3.2.1. Graph Embedding
The objective of graph embedding is to find a low-dimensional vector representation of a high-dimensional graph while preserving the connectivity and interactions between nodes in the graph, which typically retains some key information about the nodes in the original graph. We categorize these graph embedding methods into four major types: matrix factorization-based methods, manifold learning-based methods, random walk-based methods and deep learning-based methods.

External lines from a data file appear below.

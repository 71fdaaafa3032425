//! Property-based checks over the whole pipeline.

use proptest::prelude::*;

use crate::language::phonotactics::CONSTRAINTS;
use crate::language::rank::rank;
use crate::language::syllabify::{derive, post_process, syllabify};
use crate::segment::fixtures::fixture_segmenter;

/// Finnish-looking words, optionally joined by hyphens or spaces.
fn arb_word() -> impl Strategy<Value = String> {
    "[a-zäöA-ZÄÖ -]{0,16}"
}

fn strip(s: &str, marks: &[char]) -> String {
    s.chars().filter(|c| !marks.contains(c)).collect()
}

proptest! {
    #[test]
    fn prop_boundaries_only_insert(word in arb_word()) {
        for d in syllabify(&word, false) {
            prop_assert_eq!(strip(&d.word, &['.']), word.clone());
        }
    }

    #[test]
    fn prop_stress_marks_only_insert(word in arb_word()) {
        for d in syllabify(&word, true) {
            prop_assert_eq!(strip(&d.word, &['.', '\'', '`']), word.clone());
        }
    }

    #[test]
    fn prop_never_empty(word in ".{0,12}") {
        let out = syllabify(&word, false);
        prop_assert!(!out.is_empty());
        prop_assert!(!out[0].trace.is_empty());
    }

    #[test]
    fn prop_deterministic(word in arb_word()) {
        prop_assert_eq!(syllabify(&word, false), syllabify(&word, false));
    }

    #[test]
    fn prop_ranking_is_idempotent(word in arb_word()) {
        let mut ranked = derive(&word);
        let once = ranked.clone();
        rank(&mut ranked);
        prop_assert_eq!(ranked, once);
    }

    #[test]
    fn prop_post_process_idempotent(word in "[a-kä.=]{0,12}") {
        let once = post_process(&word);
        prop_assert_eq!(post_process(&once), once.clone());
        prop_assert!(!once.starts_with('.'));
        prop_assert!(!once.ends_with('.'));
        prop_assert!(!once.contains(".."));
    }

    #[test]
    fn prop_constraints_total(word in ".{0,6}") {
        for c in CONSTRAINTS.iter() {
            let _ = c.test(&word);
            let _ = c.violations(&word);
        }
    }

    #[test]
    fn prop_segmentation_only_inserts(word in "[a-zäöA-ZÄÖ -]{0,14}") {
        let seg = fixture_segmenter();
        prop_assert_eq!(strip(&seg.segment(&word), &['=']), word);
    }
}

Matrix factorization-based methods. A common graph embedding method is matrix factorization, which learns the low-dimensional representation of nodes by dissecting the adjacency matrix or laplacian matrix of the graph. The graph factorization (GF) [
52] learns the low-dimensional representation of nodes in a graph by decomposing the graph’s adjacency matrix or Laplacian matrix. While maintaining the advantages of unsupervised text embedding, Predictive Text Embedding (PTE) [
53] learns features from labeled data while using both labeled and unlabeled data for representation learning. Matrix factorization is used by both GraRep [
54] and HOPE [
55] to extract the higher-order neighborhood information from the graph. However, GraRep constructs the higher-order proximity matrix by concatenating k-hop transition probability matrices, while HOPE constructs the higher-order proximity matrix by measuring the pairwise similarity between nodes in subgraphs of varying sizes and orders. By generating edge representations and learning heterogeneous metrics, HEER [
56] decomposes the network into low-dimensional embeddings and captures both structural and semantic information. A joint embedding matrix can be constructed by HERec [
57] using meta-path-guided sampling to capture semantic and structural similarities between nodes of different types, which can then be factorized into low-dimensional embeddings.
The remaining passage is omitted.